From the viewpoint of federal, Confederate, and temporary money
produced during the Civil War, America has seen nothing like it before
or since. The war had been envisioned by the Union as an easy win, and
in April 1861 President Abraham Lincoln issued a call for volunteers
to serve for 90 days. By December 1861, both sides had scored
victories, and no one was sure who would win.
Citizens began to hoard gold coins, which disappeared from
circulation by January 1862, followed by silver coins in the late
spring, and copper-nickel cents by the second week of July. For the
first time in history, America had no federal coins in circulation!

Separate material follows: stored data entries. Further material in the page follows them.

//! Layout models: versioned field templates with millimeter geometry.

use std::collections::BTreeMap;

use serde::{Deserialize, Serialize};

/// Field ids that are always display-only and structurally locked.
pub const IDENTITY_FIELD_IDS: &[&str] = &["reportNumber", "registrationNumber", "valuationCode"];

/// Check whether a data key is one of the protected identity keys.
///
/// Matches the fixed identity ids case-insensitively, plus any key containing
/// `reportnum` in any casing.
pub fn is_identity_key(key: &str) -> bool {
    let lower = key.to_lowercase();
    lower.contains("reportnum")
        || IDENTITY_FIELD_IDS
            .iter()
            .any(|id| id.to_lowercase() == lower)
}

/// What a layout field renders as.
#[derive(Debug, Clone, Copy, Serialize, Deserialize, PartialEq, Eq, Default)]
pub enum FieldKind {
    /// Static label plus an editable value
    #[default]
    Text,
    /// Image slot rendered from the placeholder part
    Image,
    /// Static label only
    StaticText,
}

/// Horizontal text alignment inside a part's box.
#[derive(Debug, Clone, Copy, Serialize, Deserialize, PartialEq, Eq, Default)]
#[serde(rename_all = "lowercase")]
pub enum TextAlign {
    #[default]
    Left,
    Center,
    Right,
}

/// Input discipline for a value part.
#[derive(Debug, Clone, Copy, Serialize, Deserialize, PartialEq, Eq, Default)]
#[serde(rename_all = "camelCase")]
pub enum InputMode {
    /// Anything goes
    #[default]
    FreeText,
    /// Only listed choices are accepted
    FixedChoice,
    /// Choices are offered but free text is allowed
    SuggestedChoice,
}

/// Default text color for every part.
pub const DEFAULT_COLOR: &str = "#000000";

/// Default font size (points) for every part.
pub const DEFAULT_FONT_SIZE: f64 = 12.0;

/// One positioned part of a field (label, value or placeholder).
///
/// Every property carries a default so legacy documents missing keys still
/// deserialize.
#[derive(Debug, Clone, Serialize, Deserialize, PartialEq)]
#[serde(default, rename_all = "camelCase")]
pub struct FieldPart {
    /// Left edge in mm
    pub x: f64,
    /// Top edge in mm
    pub y: f64,
    /// Width in mm
    pub width: f64,
    /// Height in mm
    pub height: f64,
    pub bold: bool,
    pub color: String,
    pub font_size: f64,
    pub align: TextAlign,
    /// Static text (label caption or placeholder caption)
    pub text: String,
    /// Input discipline (value parts only)
    pub input_mode: InputMode,
    /// Ordered choices (value parts only)
    pub options: Vec<String>,
    /// Choice -> numeric weight used by report number derivation
    pub option_weights: BTreeMap<String, f64>,
}

impl Default for FieldPart {
    fn default() -> Self {
        Self {
            x: 0.0,
            y: 0.0,
            width: 0.0,
            height: 0.0,
            bold: false,
            color: DEFAULT_COLOR.to_string(),
            font_size: DEFAULT_FONT_SIZE,
            align: TextAlign::Left,
            text: String::new(),
            input_mode: InputMode::FreeText,
            options: Vec::new(),
            option_weights: BTreeMap::new(),
        }
    }
}

impl FieldPart {
    /// Create a part at the given position and size.
    pub fn at(x: f64, y: f64, width: f64, height: f64) -> Self {
        Self {
            x,
            y,
            width,
            height,
            ..Self::default()
        }
    }

    /// Builder: set the static text.
    pub fn with_text(mut self, text: impl Into<String>) -> Self {
        self.text = text.into();
        self
    }

    /// Builder: set choices and input mode.
    pub fn with_choices(mut self, mode: InputMode, options: &[&str]) -> Self {
        self.input_mode = mode;
        self.options = options.iter().map(|o| o.to_string()).collect();
        self
    }

    /// Builder: attach a weight to a choice.
    pub fn with_weight(mut self, choice: &str, weight: f64) -> Self {
        self.option_weights.insert(choice.to_string(), weight);
        self
    }

    /// Builder: bold text.
    pub fn bold(mut self) -> Self {
        self.bold = true;
        self
    }
}

/// Declarative auto-fill rule on a target field.
#[derive(Debug, Clone, Serialize, Deserialize, PartialEq)]
#[serde(tag = "kind", rename_all = "camelCase")]
pub enum AutoFillRule {
    /// Write the English words for the source field's amount
    NumberToWords {
        #[serde(rename = "sourceFieldId")]
        source_field_id: String,
    },
}

impl AutoFillRule {
    /// Field id this rule listens to.
    pub fn source_field_id(&self) -> &str {
        match self {
            AutoFillRule::NumberToWords { source_field_id } => source_field_id,
        }
    }
}

/// One logical form field in a layout.
#[derive(Debug, Clone, Serialize, Deserialize, PartialEq)]
#[serde(rename_all = "camelCase")]
pub struct LayoutField {
    /// Stable identifier within the layout
    pub id: String,
    /// Key into the report data dictionary
    #[serde(default)]
    pub field_id: String,
    #[serde(default)]
    pub kind: FieldKind,
    #[serde(default, skip_serializing_if = "Option::is_none")]
    pub label: Option<FieldPart>,
    #[serde(default, skip_serializing_if = "Option::is_none")]
    pub value: Option<FieldPart>,
    #[serde(default, skip_serializing_if = "Option::is_none")]
    pub placeholder: Option<FieldPart>,
    #[serde(default)]
    pub is_locked: bool,
    #[serde(default, skip_serializing_if = "Option::is_none")]
    pub auto_fill: Option<AutoFillRule>,
}

impl LayoutField {
    /// Text field with a label and an editable value part.
    pub fn text(id: &str, field_id: &str, label: FieldPart, value: FieldPart) -> Self {
        Self {
            id: id.to_string(),
            field_id: field_id.to_string(),
            kind: FieldKind::Text,
            label: Some(label),
            value: Some(value),
            placeholder: None,
            is_locked: false,
            auto_fill: None,
        }
    }

    /// Static caption with no value.
    pub fn static_text(id: &str, field_id: &str, label: FieldPart) -> Self {
        Self {
            id: id.to_string(),
            field_id: field_id.to_string(),
            kind: FieldKind::StaticText,
            label: Some(label),
            value: None,
            placeholder: None,
            is_locked: false,
            auto_fill: None,
        }
    }

    /// Image slot.
    pub fn image(id: &str, field_id: &str, placeholder: FieldPart) -> Self {
        Self {
            id: id.to_string(),
            field_id: field_id.to_string(),
            kind: FieldKind::Image,
            label: None,
            value: None,
            placeholder: Some(placeholder),
            is_locked: false,
            auto_fill: None,
        }
    }

    /// Builder: attach an auto-fill rule.
    pub fn with_auto_fill(mut self, rule: AutoFillRule) -> Self {
        self.auto_fill = Some(rule);
        self
    }

    /// Builder: lock the field.
    pub fn locked(mut self) -> Self {
        self.is_locked = true;
        self
    }

    /// Identity fields are locked regardless of the stored flag.
    pub fn is_effectively_locked(&self) -> bool {
        self.is_locked || is_identity_key(&self.field_id)
    }

    /// Static label text, empty if the field has no label part.
    pub fn label_text(&self) -> &str {
        self.label.as_ref().map(|l| l.text.as_str()).unwrap_or("")
    }

    /// Configured weight for a choice on this field's value part.
    pub fn option_weight(&self, choice: &str) -> Option<f64> {
        self.value
            .as_ref()
            .and_then(|v| v.option_weights.get(choice))
            .copied()
    }

    /// Whether this field's value part maps any choice to a weight.
    pub fn has_option_weights(&self) -> bool {
        self.value
            .as_ref()
            .map(|v| !v.option_weights.is_empty())
            .unwrap_or(false)
    }
}

/// An immutable, versioned sequence of layout fields.
#[derive(Debug, Clone, Serialize, Deserialize, PartialEq)]
#[serde(rename_all = "camelCase")]
pub struct Layout {
    pub id: String,
    pub version: u32,
    pub fields: Vec<LayoutField>,
    pub created_at: String,
}

impl Layout {
    /// Look up a field by its data key.
    pub fn field(&self, field_id: &str) -> Option<&LayoutField> {
        self.fields.iter().find(|f| f.field_id == field_id)
    }

    /// Fields whose auto-fill rule listens to `source_field_id`.
    pub fn auto_fill_targets<'a>(
        &'a self,
        source_field_id: &'a str,
    ) -> impl Iterator<Item = &'a LayoutField> + 'a {
        self.fields.iter().filter(move |f| {
            f.auto_fill
                .as_ref()
                .map(|rule| rule.source_field_id() == source_field_id)
                .unwrap_or(false)
        })
    }

    /// Whether some field auto-fills from `field_id`.
    pub fn is_auto_fill_source(&self, field_id: &str) -> bool {
        self.auto_fill_targets(field_id).next().is_some()
    }

    /// The condition-grade field: the preferred id if present, otherwise the
    /// first Text field whose choices carry weights.
    pub fn grade_field(&self, preferred_field_id: &str) -> Option<&LayoutField> {
        self.field(preferred_field_id).or_else(|| {
            self.fields
                .iter()
                .find(|f| f.kind == FieldKind::Text && f.has_option_weights())
        })
    }
}

/// Singleton pointer to the current layout.
#[derive(Debug, Clone, Serialize, Deserialize, PartialEq, Default)]
#[serde(rename_all = "camelCase")]
pub struct LayoutPointer {
    /// Highest version published so far
    pub version: u32,
    /// Id of the current layout, `None` before the first publish
    pub current_id: Option<String>,
}

/// Listing entry for published layout versions.
#[derive(Debug, Clone, Serialize, Deserialize, PartialEq)]
#[serde(rename_all = "camelCase")]
pub struct LayoutSummary {
    pub id: String,
    pub version: u32,
    pub field_count: usize,
    pub created_at: String,
}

In July the Treasury Department decreed that ordinary postage stamps
were legal tender for many transactions. Then arose many different
privately issued monetary substitutes.
John Gault patented a brass frame encasement with a clear mica front
behind which postage stamps of values from 1 cent to 90 cents could be
placed. These circulated for face value.
Postage stamps put in small printed envelopes also circulated as
money, as did small-denomination scrip notes issued by merchants,
banks, towns, and others.
The Treasury Department issued postage currency with stamp designs,
followed by fractional currency. Millions of bronze cent-sized tokens
were issued by merchants and other entities, to the extent of
thousands of versions.
Among larger currency, federal demand notes in 1861 (redeemable in
gold or silver coins before hoarding began), legal tender notes in
1862 (not redeemable in coins), and national bank notes in 1863
(likewise not redeemable) were produced in large quantities.
State-chartered banks issued millions of dollars in their own notes.
In the South, the Confederate States of America started by
commissioning the National Bank Note Co. in New York City to print its
first paper currency — in March 1861 before the war began. Values of
$50, $100, $500, and $1,000 were made. It was thought, by some, that
the CSA and Union would co-exist on friendly terms and become trading
partners. That didn’t happen, of course.
Later in 1861, to 1864, the CSA had printers in the South print
countless bills in denominations from $1 to $100.
We must not forget federal coins from cents to $20 double eagles.
Although no reliable count can ever be made of the number of different
varieties that were made of minted and printed money during the Civil
War, certainly it is on the far side of 10,000.